When Phase 2 of the project was put out to bid in 2011, the bidding documents contained a highly technical, lengthy, and detailed report on site conditions and geotechnical testing. ASI was the low bidder on Phase 2. According to ASI, during the bidding process one of the bidders had requested relevant information from the Phase 1 work, but the Corps did not provide such information.
During construction ASI experienced major problems in installing tiebacks related to a shoring system. Reportedly the underlying rock was “pervasively fissured” and would not hold the tiebacks, and according to ASI representatives of the Corps admitted that the Phase 1 contractor had encountered the same problem.
ASI also claimed that it encountered flowing, spring-like groundwater conditions that had not been identified in the geotechnical report—conditions similar to those reportedly encountered by the Phase 1 contractor.

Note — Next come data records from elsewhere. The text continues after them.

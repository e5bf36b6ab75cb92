//! Node system - simulation particles, columnar storage and seed generation

pub mod node;
pub mod store;
pub mod zygote;

pub use node::{decode_index, encode_index, raw_node_str, MorphNode, NodeRecord};
pub use store::NodeStore;
pub use zygote::{generate_grid, grid_indices, grid_node_count, ZygoteOptions, ZygoteShape};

Decision: The federal court of claims denied the government’s motion to dismiss the contractor’s complaint. One basis for the decision was the technical complexity of the geotechnical report and the conditions actually encountered. The court acknowledged that to evaluate the claims and the government’s defenses the court would need expert testimony regarding the contents of the report and the site conditions.
The court also reviewed certain exculpatory clauses that warned that variations in conditions would exist between boring locations, and requiring the contractor to conduct testing to verify field conditions. The court cited longstanding federal precedent that “broad exculpatory clauses…do not relieve the defendant of liability for changed conditions.” The court also invoked the recent landmark DSC case, Metcalf Construction Co. v. United States (2014), for the point that the “natural meaning” of a clause requiring additional testing is that the contractor must investigate conditions while performing the work; this does not mean that contractor should bear the risk of errors in the pre-contract assertions in the government’s reports.
Comment: The ASI case illustrates that a differing site condition claim will usually survive a motion to dismiss if the relevant contract documents and reports are highly technical, and if the factual record has not yet been developed, with the help of experts.
EJCDC’s site conditions clauses require the project owner to disclose reports and drawings regarding the site. Some of the information allegedly withheld by the Corps in the ASI case was contained in reports and drawings, but the case also touched on the disclosure of information in other formats: claims submitted by contractors on preceding projects, correspondence about prior claims, results of mediation of the claims. The case does not provide a ruling on disclosure of such information, but does inspire reflection about whether owners should have an obligation (contractual or otherwise) to disclose such information.